Vendredi soir, Clarissa a dormi chez sa mère. Superstitieuse de nature, elle était fermement convaincue que le marié ne devait pas voir la mariée avant l’entrée dans l’allée le jour de leur mariage. Elle pensait cependant que cette superstition ne s’appliquait pas à l’autre côté ; elle avait le droit de le voir avant la cérémonie, le jour de leur mariage, et c’était là l’échappatoire qui permettrait à son futur époux de réaliser son rêve.

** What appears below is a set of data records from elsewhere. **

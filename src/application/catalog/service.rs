use std::sync::Arc;

use tracing::info;
use validator::Validate;

use crate::application::{owner_or_permitted, require_user, RequestContext};
use crate::domain::{
    DomainError, DomainResult, Item, ItemChanges, ItemOrder, NewItem, Permission,
    RepositoryProvider, MAX_PRICE,
};
use crate::shared::PageWindow;

#[derive(Debug, Clone, Validate)]
pub struct CreateItemInput {
    #[validate(length(min = 1, message = "must not be empty"))]
    pub title: String,
    pub description: String,
    pub price: i64,
    pub image: Option<String>,
    pub large_image: Option<String>,
}

fn validate_price(price: i64) -> DomainResult<()> {
    if price < 0 {
        return Err(DomainError::Validation("price: must not be negative".into()));
    }
    if price > MAX_PRICE {
        return Err(DomainError::Validation(format!(
            "price: must not exceed {MAX_PRICE}"
        )));
    }
    Ok(())
}

pub struct CatalogService {
    repos: Arc<dyn RepositoryProvider>,
}

impl CatalogService {
    pub fn new(repos: Arc<dyn RepositoryProvider>) -> Self {
        Self { repos }
    }

    // ── Queries ─────────────────────────────────────────────────

    pub async fn items(&self, order: ItemOrder, window: PageWindow) -> DomainResult<Vec<Item>> {
        self.repos.items().list(order, window).await
    }

    pub async fn item(&self, id: &str) -> DomainResult<Option<Item>> {
        self.repos.items().find_by_id(id).await
    }

    pub async fn count(&self) -> DomainResult<u64> {
        self.repos.items().count().await
    }

    // ── Commands ────────────────────────────────────────────────

    pub async fn create_item(
        &self,
        ctx: &RequestContext,
        input: CreateItemInput,
    ) -> DomainResult<Item> {
        let caller = require_user(ctx)?;
        input
            .validate()
            .map_err(|e| DomainError::Validation(e.to_string()))?;
        validate_price(input.price)?;

        let item = self
            .repos
            .items()
            .create(NewItem {
                title: input.title,
                description: input.description,
                image: input.image,
                large_image: input.large_image,
                price: input.price,
                user_id: caller.id.clone(),
            })
            .await?;

        info!(item_id = %item.id, user_id = %caller.id, "Item created");
        Ok(item)
    }

    pub async fn update_item(
        &self,
        ctx: &RequestContext,
        id: &str,
        changes: ItemChanges,
    ) -> DomainResult<Item> {
        let caller = require_user(ctx)?;
        let item = self.require_item(id).await?;
        owner_or_permitted(caller, &item.user_id, &[Permission::Admin, Permission::ItemUpdate])?;

        if changes.title.as_deref().is_some_and(str::is_empty) {
            return Err(DomainError::Validation("title: must not be empty".into()));
        }
        if let Some(price) = changes.price {
            validate_price(price)?;
        }
        if changes.is_empty() {
            return Ok(item);
        }

        let updated = self.repos.items().update(id, changes).await?;
        info!(item_id = %updated.id, user_id = %caller.id, "Item updated");
        Ok(updated)
    }

    /// Returns the item as it was just before deletion.
    pub async fn delete_item(&self, ctx: &RequestContext, id: &str) -> DomainResult<Item> {
        let caller = require_user(ctx)?;
        let item = self.require_item(id).await?;
        owner_or_permitted(caller, &item.user_id, &[Permission::Admin, Permission::ItemDelete])?;

        self.repos.items().delete(id).await?;
        info!(item_id = %item.id, user_id = %caller.id, "Item deleted");
        Ok(item)
    }

    async fn require_item(&self, id: &str) -> DomainResult<Item> {
        self.repos
            .items()
            .find_by_id(id)
            .await?
            .ok_or_else(|| DomainError::not_found("Item", "id", id))
    }
}

#[cfg(test)]
mod tests {
    use super::*;
    use crate::application::testing::{seed_item, seed_user, Harness};

    fn input(title: &str, price: i64) -> CreateItemInput {
        CreateItemInput {
            title: title.to_string(),
            description: "Nice".to_string(),
            price,
            image: None,
            large_image: None,
        }
    }

    #[tokio::test]
    async fn create_requires_session_and_sets_owner() {
        let h = Harness::new();
        let svc = CatalogService::new(h.repos());

        let err = svc
            .create_item(&RequestContext::anonymous(), input("Hat", 100))
            .await
            .unwrap_err();
        assert!(matches!(err, DomainError::Unauthenticated));

        let seller = seed_user(&h, "seller@example.com", &[Permission::User]).await;
        let item = svc
            .create_item(&RequestContext::authenticated(seller.clone()), input("Hat", 100))
            .await
            .unwrap();
        assert_eq!(item.user_id, seller.id);
        assert_eq!(svc.count().await.unwrap(), 1);
    }

    #[tokio::test]
    async fn create_rejects_negative_price() {
        let h = Harness::new();
        let svc = CatalogService::new(h.repos());
        let seller = seed_user(&h, "seller@example.com", &[Permission::User]).await;

        let err = svc
            .create_item(&RequestContext::authenticated(seller), input("Hat", -1))
            .await
            .unwrap_err();
        assert!(matches!(err, DomainError::Validation(_)));
    }

    #[tokio::test]
    async fn prices_above_the_ceiling_are_rejected() {
        let h = Harness::new();
        let svc = CatalogService::new(h.repos());
        let seller = seed_user(&h, "seller@example.com", &[Permission::User]).await;
        let ctx = RequestContext::authenticated(seller.clone());

        let err = svc
            .create_item(&ctx, input("Yacht", MAX_PRICE + 1))
            .await
            .unwrap_err();
        assert!(matches!(err, DomainError::Validation(_)));
        let item = svc.create_item(&ctx, input("Yacht", MAX_PRICE)).await.unwrap();

        let err = svc
            .update_item(
                &ctx,
                &item.id,
                ItemChanges {
                    price: Some(i64::MAX / 2 + 1),
                    ..ItemChanges::default()
                },
            )
            .await
            .unwrap_err();
        assert!(matches!(err, DomainError::Validation(_)));
        assert_eq!(svc.item(&item.id).await.unwrap().unwrap().price, MAX_PRICE);
    }

    #[tokio::test]
    async fn update_changes_title_and_keeps_id() {
        let h = Harness::new();
        let svc = CatalogService::new(h.repos());
        let seller = seed_user(&h, "seller@example.com", &[Permission::User]).await;
        let item = seed_item(&h, &seller, "Hat", 100).await;
        let ctx = RequestContext::authenticated(seller);

        svc.update_item(
            &ctx,
            &item.id,
            ItemChanges {
                title: Some("X".to_string()),
                ..ItemChanges::default()
            },
        )
        .await
        .unwrap();

        let reloaded = svc.item(&item.id).await.unwrap().unwrap();
        assert_eq!(reloaded.id, item.id);
        assert_eq!(reloaded.title, "X");
        assert_eq!(reloaded.price, 100);
    }

    #[tokio::test]
    async fn update_by_stranger_is_forbidden() {
        let h = Harness::new();
        let svc = CatalogService::new(h.repos());
        let seller = seed_user(&h, "seller@example.com", &[Permission::User]).await;
        let stranger = seed_user(&h, "stranger@example.com", &[Permission::User]).await;
        let editor = seed_user(&h, "editor@example.com", &[Permission::ItemUpdate]).await;
        let item = seed_item(&h, &seller, "Hat", 100).await;
        let changes = ItemChanges {
            price: Some(200),
            ..ItemChanges::default()
        };

        let err = svc
            .update_item(&RequestContext::authenticated(stranger), &item.id, changes.clone())
            .await
            .unwrap_err();
        assert!(matches!(err, DomainError::Forbidden(_)));

        let updated = svc
            .update_item(&RequestContext::authenticated(editor), &item.id, changes)
            .await
            .unwrap();
        assert_eq!(updated.price, 200);
    }

    #[tokio::test]
    async fn delete_policy_owner_or_itemdelete() {
        let h = Harness::new();
        let svc = CatalogService::new(h.repos());
        let alice = seed_user(&h, "alice@example.com", &[Permission::User]).await;
        let bob = seed_user(&h, "bob@example.com", &[Permission::User]).await;
        let bobs_item = seed_item(&h, &bob, "Coat", 5000).await;
        let alices_item = seed_item(&h, &alice, "Hat", 100).await;
        let alice_ctx = RequestContext::authenticated(alice);

        let err = svc.delete_item(&alice_ctx, &bobs_item.id).await.unwrap_err();
        assert!(matches!(err, DomainError::Forbidden(_)));

        let deleted = svc.delete_item(&alice_ctx, &alices_item.id).await.unwrap();
        assert_eq!(deleted.id, alices_item.id);
        let err = svc.delete_item(&alice_ctx, &alices_item.id).await.unwrap_err();
        assert!(matches!(err, DomainError::NotFound { .. }));

        let moderator = seed_user(&h, "mod@example.com", &[Permission::ItemDelete]).await;
        svc.delete_item(&RequestContext::authenticated(moderator), &bobs_item.id)
            .await
            .unwrap();
        assert!(svc.item(&bobs_item.id).await.unwrap().is_none());
    }
}
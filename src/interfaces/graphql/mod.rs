//! GraphQL interface
//!
//! - `query` / `mutation`: root resolvers, thin wrappers over the services
//! - `types`: output objects and enums exposed by the schema
//! - `error`: `DomainError` → GraphQL error with `extensions.code`
//! - `session`: session cookie issued by signup/signin/reset, cleared by signout

pub mod error;
pub mod mutation;
pub mod query;
pub mod session;
pub mod types;

use std::sync::Arc;

use async_graphql::{Context, EmptySubscription, Schema};

use crate::application::{AccountService, CartService, CatalogService, CheckoutService, RequestContext};

pub use mutation::MutationRoot;
pub use query::QueryRoot;

pub type StorefrontSchema = Schema<QueryRoot, MutationRoot, EmptySubscription>;

/// Application services shared by every resolver, stored as schema data.
#[derive(Clone)]
pub struct Services {
    pub accounts: Arc<AccountService>,
    pub catalog: Arc<CatalogService>,
    pub cart: Arc<CartService>,
    pub checkout: Arc<CheckoutService>,
}

pub fn build_schema(services: Services) -> StorefrontSchema {
    Schema::build(QueryRoot, MutationRoot, EmptySubscription)
        .data(services)
        .finish()
}

static ANONYMOUS: RequestContext = RequestContext::anonymous();

pub(crate) fn services<'a>(ctx: &Context<'a>) -> async_graphql::Result<&'a Services> {
    ctx.data::<Services>()
}

/// Caller identity attached to the request by the session middleware.
/// Requests executed without it (e.g. schema tests) run anonymously.
pub(crate) fn request_context<'a>(ctx: &Context<'a>) -> &'a RequestContext {
    ctx.data_opt::<RequestContext>().unwrap_or(&ANONYMOUS)
}
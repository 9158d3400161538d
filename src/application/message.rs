/// Plain acknowledgement returned by mutations with no entity to hand back.
#[derive(Debug, Clone, PartialEq, Eq)]
pub struct Message {
    pub message: String,
}

impl Message {
    pub fn new(message: impl Into<String>) -> Self {
        Self {
            message: message.into(),
        }
    }
}
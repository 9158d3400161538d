//! Stripe charge client.
//!
//! Creates a charge against a one-time card token through
//! `POST /v1/charges` and reports the captured amount.

use async_trait::async_trait;
use reqwest::Client;
use serde::Deserialize;
use tracing::{error, info};

use crate::domain::{Charge, ChargeRequest, DomainError, DomainResult, PaymentGateway};

const SERVICE: &str = "payment";

#[derive(Debug, Clone)]
pub struct StripeConfig {
    pub secret_key: String,
    /// Base URL without a trailing slash.
    pub api_base: String,
}

impl Default for StripeConfig {
    fn default() -> Self {
        Self {
            secret_key: String::new(),
            api_base: "https://api.stripe.com".to_string(),
        }
    }
}

#[derive(Debug, Deserialize)]
struct StripeCharge {
    id: String,
    amount: i64,
    #[serde(default)]
    status: Option<String>,
}

#[derive(Debug, Deserialize)]
struct StripeErrorBody {
    error: StripeErrorDetail,
}

#[derive(Debug, Deserialize)]
struct StripeErrorDetail {
    #[serde(default)]
    code: Option<String>,
    #[serde(default)]
    message: Option<String>,
}

#[derive(Clone)]
pub struct StripeGateway {
    client: Client,
    config: StripeConfig,
}

impl StripeGateway {
    pub fn new(config: StripeConfig) -> Self {
        Self {
            client: Client::new(),
            config,
        }
    }

    pub fn is_configured(&self) -> bool {
        !self.config.secret_key.is_empty()
    }
}

#[async_trait]
impl PaymentGateway for StripeGateway {
    async fn charge(&self, request: ChargeRequest) -> DomainResult<Charge> {
        if !self.is_configured() {
            return Err(DomainError::upstream(SERVICE, "Stripe secret key not configured"));
        }

        let url = format!("{}/v1/charges", self.config.api_base);
        let amount = request.amount.to_string();
        let currency = request.currency.to_lowercase();
        let mut form = vec![
            ("amount", amount.as_str()),
            ("currency", currency.as_str()),
            ("source", request.source.as_str()),
        ];
        if let Some(description) = request.description.as_deref() {
            form.push(("description", description));
        }

        let response = self
            .client
            .post(&url)
            .basic_auth(&self.config.secret_key, None::<&str>)
            .header("Idempotency-Key", &request.idempotency_key)
            .form(&form)
            .send()
            .await
            .map_err(|e| DomainError::upstream(SERVICE, e))?;

        let status = response.status();
        let body = response
            .text()
            .await
            .map_err(|e| DomainError::upstream(SERVICE, e))?;

        if !status.is_success() {
            let detail = serde_json::from_str::<StripeErrorBody>(&body)
                .ok()
                .map(|b| {
                    format!(
                        "{}: {}",
                        b.error.code.unwrap_or_else(|| status.to_string()),
                        b.error.message.unwrap_or_default()
                    )
                })
                .unwrap_or_else(|| format!("HTTP {}", status));
            error!(
                idempotency_key = %request.idempotency_key,
                status = %status,
                detail = %detail,
                "Stripe charge failed"
            );
            return Err(DomainError::upstream(SERVICE, detail));
        }

        let charge: StripeCharge =
            serde_json::from_str(&body).map_err(|e| DomainError::upstream(SERVICE, e))?;
        if charge.status.as_deref() == Some("failed") {
            return Err(DomainError::upstream(SERVICE, "charge declined"));
        }

        info!(
            charge_id = %charge.id,
            amount = charge.amount,
            currency = %currency,
            "Stripe charge captured"
        );
        Ok(Charge {
            id: charge.id,
            amount: charge.amount,
        })
    }
}
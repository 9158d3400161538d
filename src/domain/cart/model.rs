use chrono::{DateTime, Utc};

use crate::domain::{DomainError, DomainResult, Item};

/// A cart row. Quantity is at least 1 and unique per (user, item).
#[derive(Clone, Debug, PartialEq)]
pub struct CartItem {
    pub id: String,
    pub user_id: String,
    pub item_id: String,
    pub quantity: i32,
    pub created_at: DateTime<Utc>,
}

/// A cart row joined with the current state of its item.
#[derive(Clone, Debug, PartialEq)]
pub struct CartLine {
    pub cart_item: CartItem,
    pub item: Item,
}

impl CartLine {
    /// `None` when price × quantity does not fit in an `i64`.
    pub fn line_total(&self) -> Option<i64> {
        self.item.price.checked_mul(i64::from(self.cart_item.quantity))
    }
}

/// Sum of price × quantity over every line, in minor units.
pub fn cart_total(lines: &[CartLine]) -> DomainResult<i64> {
    lines
        .iter()
        .try_fold(0i64, |acc, line| line.line_total().and_then(|t| acc.checked_add(t)))
        .ok_or_else(|| DomainError::Validation("Cart total is too large".into()))
}
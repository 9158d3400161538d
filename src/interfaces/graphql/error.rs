use async_graphql::{Error, ErrorExtensions};

use crate::domain::{DomainError, DomainResult};

impl ErrorExtensions for DomainError {
    fn extend(&self) -> Error {
        Error::new(self.to_string()).extend_with(|_, ext| ext.set("code", self.code()))
    }
}

/// `?`-friendly conversion from service results to resolver results.
pub(crate) trait GraphqlResultExt<T> {
    fn gql(self) -> async_graphql::Result<T>;
}

impl<T> GraphqlResultExt<T> for DomainResult<T> {
    fn gql(self) -> async_graphql::Result<T> {
        self.map_err(|e| e.extend())
    }
}

#[cfg(test)]
mod tests {
    use super::*;

    #[test]
    fn code_lands_in_extensions() {
        let err = DomainError::PasswordMismatch.extend();
        assert_eq!(err.message, "Your passwords don't match!");
        let code = err
            .extensions
            .as_ref()
            .and_then(|ext| ext.get("code"))
            .cloned();
        assert_eq!(code, Some(async_graphql::Value::from("PASSWORD_MISMATCH")));
    }
}
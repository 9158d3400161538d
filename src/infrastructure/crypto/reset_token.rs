//! Password reset tokens

use rand::RngCore;

/// Entropy of a reset token.
pub const RESET_TOKEN_BYTES: usize = 20;

/// Random hex-encoded token (40 characters).
pub fn generate_reset_token() -> String {
    let mut bytes = [0u8; RESET_TOKEN_BYTES];
    rand::thread_rng().fill_bytes(&mut bytes);
    hex::encode(bytes)
}

#[cfg(test)]
mod tests {
    use super::*;

    #[test]
    fn token_is_hex_of_expected_length() {
        let token = generate_reset_token();
        assert_eq!(token.len(), RESET_TOKEN_BYTES * 2);
        assert!(token.chars().all(|c| c.is_ascii_hexdigit()));
    }

    #[test]
    fn tokens_do_not_repeat() {
        assert_ne!(generate_reset_token(), generate_reset_token());
    }
}
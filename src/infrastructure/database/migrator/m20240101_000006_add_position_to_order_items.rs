//! Add position column to order_items table
//!
//! Keeps order lines in the sequence the cart listed them.

use sea_orm_migration::prelude::*;

use super::m20240101_000005_create_order_items::OrderItems;

#[derive(DeriveMigrationName)]
pub struct Migration;

#[async_trait::async_trait]
impl MigrationTrait for Migration {
    async fn up(&self, manager: &SchemaManager) -> Result<(), DbErr> {
        manager
            .alter_table(
                Table::alter()
                    .table(OrderItems::Table)
                    .add_column(
                        ColumnDef::new(Alias::new("position"))
                            .integer()
                            .not_null()
                            .default(0),
                    )
                    .to_owned(),
            )
            .await
    }

    async fn down(&self, manager: &SchemaManager) -> Result<(), DbErr> {
        manager
            .alter_table(
                Table::alter()
                    .table(OrderItems::Table)
                    .drop_column(Alias::new("position"))
                    .to_owned(),
            )
            .await
    }
}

« Maman, j’ai une idée », dit Clarissa tandis qu’elles sirotaient chacune un verre de vin en regardant Nuits blanches à Seattle, premier film de leur cérémonie pré-mariage sur le thème de Meg Ryan. Le film suivant était Vous avez un message, puis Quand Harry rencontre Sally (c’est dans ce film que Clarissa a appris à simuler un orgasme, une technique qui lui avait été utile au lycée et à la fac avant de rencontrer Dwayne… et qui, depuis, ne lui avait plus servi).
« Je t’écoute », sourit maman, excitée toute la journée à l’idée de ce soir après qu’Amy l’eut appelée pour lui ordonner de porter de la lingerie sexy sous ses vêtements pour une soirée de débauche lesbienne.
« Moi aussi », a ajouté Amy, qui avait insisté pour rester avec ses animaux de compagnie la veille du mariage afin de passer un moment agréable entre filles.
« Alors, j’ai baisé plein de mecs et j’ai mangé plein de chatte le week-end dernier », a déclaré Clarissa.
« Et j’ai sucé beaucoup de bites et je me suis fait lécher la chatte par beaucoup de femmes », a ajouté Amy.
« Et il m’a baisée », ajouta maman, se remémorant le week-end dernier et comment il avait bouleversé sa vie. Elle avait eu une envie folle de sexe toute la semaine, et même après avoir sucé la bite de son mari trois fois, son désir de chatte n’était pas assouvi.
« Merci pour ça », dit Clarissa avec un sourire en coin, en riant doucement.
« J’essaie juste de rester authentique », a répondu Amy en haussant les épaules.
« Tout est devenu réel ces derniers temps », dit Clarissa en secouant la tête. Elle regarda sa mère ; elles s’étaient parlé tous les jours depuis cette rencontre incestueuse et débridée, mais sans jamais aborder le sujet. Elle ne savait pas à quoi s’attendre aujourd’hui, supposant que ce serait gênant, et pourtant elle sentait que sa mère avait envie de recommencer.
« Est-ce que tu changerais quelque chose ? » demanda sa mère, sachant qu’elle-même ne retournerait pas dans le passé pour rien changer, mais craignant que sa fille ne pense pas la même chose.